Our average surprise using the wrong model becomes: $$0.7 \times (-\log_2 0.5) + 0.3 \times (-\log_2 0.5) = 0.7 \times 1 + 0.3 \times 1 = 1$$ Notice that this is higher than the 0.88 we got with the correct model. Being wrong about the distribution increases our average surprise.
Formally, when events come from distribution \(P\) but we model them with distribution \(Q\), our average surprise becomes: $$H(P, Q) = -\sum_x P(x) \log Q(x)$$ This is cross-entropy. We observe events with frequency \(P(x)\), but we compute their surprise using our model probabilities \(Q(x)\).
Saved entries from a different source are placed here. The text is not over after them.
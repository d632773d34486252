use std::sync::Arc;

use jiff::Timestamp;
use tracing_subscriber::EnvFilter;

use cadence_backend::backend::Backend;
use cadence_backend::http::HttpBackend;
use cadence_backend::memory::MemoryBackend;
use cadence_backend::poll::spawn_poll;
use cadence_backend::session::{SessionContext, SessionStore};
use cadence_service::config::{BackendKind, ServiceConfig};
use cadence_service::scheduler::Scheduler;
use cadence_service::state::AppState;

#[tokio::main]
async fn main() -> eyre::Result<()> {
    color_eyre::install()?;

    // Structured JSON logging
    tracing_subscriber::fmt()
        .with_env_filter(EnvFilter::from_default_env())
        .json()
        .init();

    let config = ServiceConfig::from_env()?;
    let backend = build_backend(&config).await?;

    let scheduler = Arc::new(Scheduler::new(backend, config.time_zone.clone()));

    let sweeper = scheduler.clone();
    let sweep = spawn_poll("sweep", config.sweep_interval, move || {
        let scheduler = sweeper.clone();
        async move {
            if let Err(e) = scheduler.sweep(Timestamp::now()).await {
                tracing::error!(error = %e, "sweep failed");
            }
        }
    });

    let app = cadence_service::router(AppState::new(scheduler, &config.jwt_secret));
    let listener = tokio::net::TcpListener::bind(config.listen_addr).await?;
    tracing::info!(
        addr = %config.listen_addr,
        time_zone = config.time_zone.iana_name().unwrap_or("fixed"),
        sweep_interval_secs = config.sweep_interval.as_secs(),
        "cadence service listening"
    );

    axum::serve(listener, app)
        .with_graceful_shutdown(shutdown_signal())
        .await?;

    sweep.join().await;
    tracing::info!("cadence service stopped");
    Ok(())
}

async fn build_backend(config: &ServiceConfig) -> eyre::Result<Arc<dyn Backend>> {
    match &config.backend {
        BackendKind::Memory => {
            tracing::info!("using in-memory backend");
            Ok(Arc::new(MemoryBackend::new()))
        }
        BackendKind::Http {
            base_url,
            credentials,
            session_file,
        } => {
            let store = match session_file {
                Some(path) => SessionStore::at(path),
                None => SessionStore::default_location()?,
            };
            let session = Arc::new(SessionContext::with_store(store)?);
            let backend = HttpBackend::new(base_url.clone(), config.http_timeout, session.clone());

            if !session.is_active() {
                match credentials {
                    Some(credentials) => {
                        backend.login(&credentials.email, &credentials.password).await?;
                    }
                    None => tracing::warn!("no stored session and no credentials configured"),
                }
            }

            tracing::info!(base_url = %base_url, "using HTTP backend");
            Ok(Arc::new(backend))
        }
    }
}

async fn shutdown_signal() {
    if let Err(e) = tokio::signal::ctrl_c().await {
        tracing::error!(error = %e, "failed to listen for shutdown signal");
        std::future::pending::<()>().await;
    }
    tracing::info!("shutdown requested");
}
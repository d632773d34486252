use axum::Json;
use axum::extract::{Path, State};
use axum::http::StatusCode;
use jiff::Timestamp;
use uuid::Uuid;

use cadence_core::models::assignment::{Assignment, NewAssignment};
use cadence_core::models::completion::Completion;
use cadence_core::models::user::Role;

use crate::error::ApiError;
use crate::middleware::auth::AuthUser;
use crate::state::AppState;

pub async fn create_assignment(
    State(state): State<AppState>,
    user: AuthUser,
    Json(mut new): Json<NewAssignment>,
) -> Result<(StatusCode, Json<Assignment>), ApiError> {
    user.require_staff()?;
    if user.role == Role::Psychologist && new.psychologist_id.is_none() {
        new.psychologist_id = user.user_id();
    }

    let assignment = state
        .scheduler
        .create_assignment(new, &user.sub, Timestamp::now())
        .await?;
    Ok((StatusCode::CREATED, Json(assignment)))
}

pub async fn pause_assignment(
    State(state): State<AppState>,
    user: AuthUser,
    Path(id): Path<Uuid>,
) -> Result<Json<Assignment>, ApiError> {
    user.require_staff()?;
    let assignment = state.scheduler.pause(id, &user.sub, Timestamp::now()).await?;
    Ok(Json(assignment))
}

pub async fn resume_assignment(
    State(state): State<AppState>,
    user: AuthUser,
    Path(id): Path<Uuid>,
) -> Result<Json<Assignment>, ApiError> {
    user.require_staff()?;
    let assignment = state.scheduler.resume(id, &user.sub, Timestamp::now()).await?;
    Ok(Json(assignment))
}

/// Staff see any history; a patient only the history of their own assignment.
pub async fn list_completions(
    State(state): State<AppState>,
    user: AuthUser,
    Path(id): Path<Uuid>,
) -> Result<Json<Vec<Completion>>, ApiError> {
    if !user.role.is_staff() {
        let assignment = state.scheduler.assignment(id).await?;
        if user.role != Role::Patient || user.user_id() != Some(assignment.patient_id) {
            return Err(ApiError::Forbidden(format!(
                "assignment {id} belongs to another patient"
            )));
        }
    }
    let completions = state.scheduler.assignment_completions(id).await?;
    Ok(Json(completions))
}
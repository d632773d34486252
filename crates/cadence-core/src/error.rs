use thiserror::Error;

#[derive(Debug, Error)]
pub enum CoreError {
    #[error("serialization error: {0}")]
    Serialization(#[from] serde_json::Error),

    #[error("invalid {kind} record: {reason}")]
    InvalidRecord { kind: &'static str, reason: String },
}
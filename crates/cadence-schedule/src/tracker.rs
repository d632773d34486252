//! Completion tracking: answers, lateness and read-state per occurrence.
//!
//! This is the only place lateness is computed. A completion is late when it
//! is answered strictly after `scheduled_at + deadline_hours`; answering
//! exactly at the deadline is on time.

use jiff::{SignedDuration, Timestamp};

use cadence_core::models::assignment::Assignment;
use cadence_core::models::completion::{Answer, Completion, CompletionStatus};

use crate::answers::validate_answers;
use crate::error::TrackerError;

/// The instant after which an unanswered occurrence counts as missed.
pub fn deadline_of(completion: &Completion, assignment: &Assignment) -> Result<Timestamp, TrackerError> {
    let window = SignedDuration::from_hours(i64::from(assignment.deadline_hours));
    Ok(completion.scheduled_at.checked_add(window)?)
}

pub fn is_delayed(
    completion: &Completion,
    assignment: &Assignment,
    answered_at: Timestamp,
) -> Result<bool, TrackerError> {
    Ok(answered_at > deadline_of(completion, assignment)?)
}

/// Outstanding and past its deadline.
pub fn is_overdue(
    completion: &Completion,
    assignment: &Assignment,
    now: Timestamp,
) -> Result<bool, TrackerError> {
    Ok(completion.status.is_outstanding() && now > deadline_of(completion, assignment)?)
}

/// Record the patient's answers.
///
/// Answers are checked against the questionnaire snapshot when the
/// occurrence carries one.
pub fn submit_answers(
    completion: &mut Completion,
    assignment: &Assignment,
    answers: Vec<Answer>,
    now: Timestamp,
) -> Result<(), TrackerError> {
    match completion.status {
        CompletionStatus::Completed => {
            return Err(TrackerError::AlreadyCompleted { id: completion.id });
        }
        CompletionStatus::Missed => {
            return Err(TrackerError::OccurrenceMissed { id: completion.id });
        }
        CompletionStatus::Pending | CompletionStatus::Sent => {}
    }

    if let Some(questionnaire) = &completion.questionnaire {
        let issues = validate_answers(questionnaire, &answers);
        if !issues.is_empty() {
            return Err(TrackerError::InvalidAnswers(issues));
        }
    }

    completion.is_delayed = is_delayed(completion, assignment, now)?;
    completion.completed_at = Some(now);
    completion.answers = answers;
    completion.status = CompletionStatus::Completed;
    Ok(())
}

/// Close an unanswered occurrence whose deadline has passed.
///
/// Returns `false` when it was already missed.
pub fn mark_missed(
    completion: &mut Completion,
    assignment: &Assignment,
    now: Timestamp,
) -> Result<bool, TrackerError> {
    match completion.status {
        CompletionStatus::Completed => Err(TrackerError::AlreadyCompleted { id: completion.id }),
        CompletionStatus::Missed => Ok(false),
        CompletionStatus::Pending | CompletionStatus::Sent => {
            let deadline = deadline_of(completion, assignment)?;
            if now <= deadline {
                return Err(TrackerError::NotOverdue {
                    id: completion.id,
                    deadline,
                });
            }
            completion.status = CompletionStatus::Missed;
            Ok(true)
        }
    }
}

/// Flag the occurrence as reviewed by the therapist. Idempotent; returns
/// whether anything changed.
pub fn mark_read(completion: &mut Completion) -> bool {
    let changed = !completion.read_by_therapist;
    completion.read_by_therapist = true;
    changed
}

/// The patient client has displayed the occurrence.
pub fn mark_sent(completion: &mut Completion) -> Result<bool, TrackerError> {
    match completion.status {
        CompletionStatus::Pending => {
            completion.status = CompletionStatus::Sent;
            Ok(true)
        }
        CompletionStatus::Sent => Ok(false),
        CompletionStatus::Completed => Err(TrackerError::AlreadyCompleted { id: completion.id }),
        CompletionStatus::Missed => Err(TrackerError::OccurrenceMissed { id: completion.id }),
    }
}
Cross-entropy is always at least as large as entropy. That is, \(H(P, Q) \geq H(P)\), with equality only when \(Q = P\). In machine learning, we minimize cross-entropy to make our model distribution \(Q\) match the true data distribution \(P\) as closely as possible.
Approaching from logistic regression
Route: Log-Odds -> Maximum Likelihood -> Binary Cross-Entropy -> Softmax -> Cross-EntropySurprisingly, we can also derive the same equation from a completely different angle. Instead of thinking about surprise, let's think about classification. We want to predict whether something belongs to class 0 or class 1 based on features \(x\). In logistic regression, we interpret the output of a linear model as log-odds (the logarithm of the ratio of probabilities): $$\log \frac{p(y=1 \mid x)}{p(y=0 \mid x)} = w^T x$$ If you're not convinced this gives us logistic regression, let's derive the familiar sigmoid form. Exponentiate both sides: $$\frac{p(y=1 \mid x)}{p(y=0 \mid x)} = e^{w^T x}$$ Since \(p(y=0 \mid x) = 1 - p(y=1 \mid x)\), we can substitute: $$\frac{p(y=1 \mid x)}{1 - p(y=1 \mid x)} = e^{w^T x}$$ Let's solve for \(p(y=1 \mid x)\) step by step. First, multiply both sides by the denominator: $$p(y=1 \mid x) = e^{w^T x} \cdot (1 - p(y=1 \mid x))$$ Expand the right side: $$p(y=1 \mid x) = e^{w^T x} - e^{w^T x} \cdot p(y=1 \mid x)$$ Move all terms with \(p(y=1 \mid x)\) to the left: $$p(y=1 \mid x) + e^{w^T x} \cdot p(y=1 \mid x) = e^{w^T x}$$ Factor out \(p(y=1 \mid x)\): $$p(y=1 \mid x) \cdot (1 + e^{w^T x}) = e^{w^T x}$$ Finally, divide both sides by \((1 + e^{w^T x})\): $$p(y=1 \mid x) = \frac{e^{w^T x}}{1 + e^{w^T x}}$$ We can rewrite this in the more common form by multiplying numerator and denominator by \(e^{-w^T x}\): $$p(y=1 \mid x) = \frac{e^{w^T x}}{1 + e^{w^T x}} \cdot \frac{e^{-w^T x}}{e^{-w^T x}} = \frac{1}{e^{-w^T x} + 1} = \frac{1}{1 + e^{-w^T x}}$$ This is the sigmoid function \(\sigma(z) = \frac{1}{1 + e^{-z}}\), so: $$p(y=1 \mid x) = \sigma(w^T x)$$ Now we have our model: \(p(y=1 \mid x) = \sigma(w^T x)\).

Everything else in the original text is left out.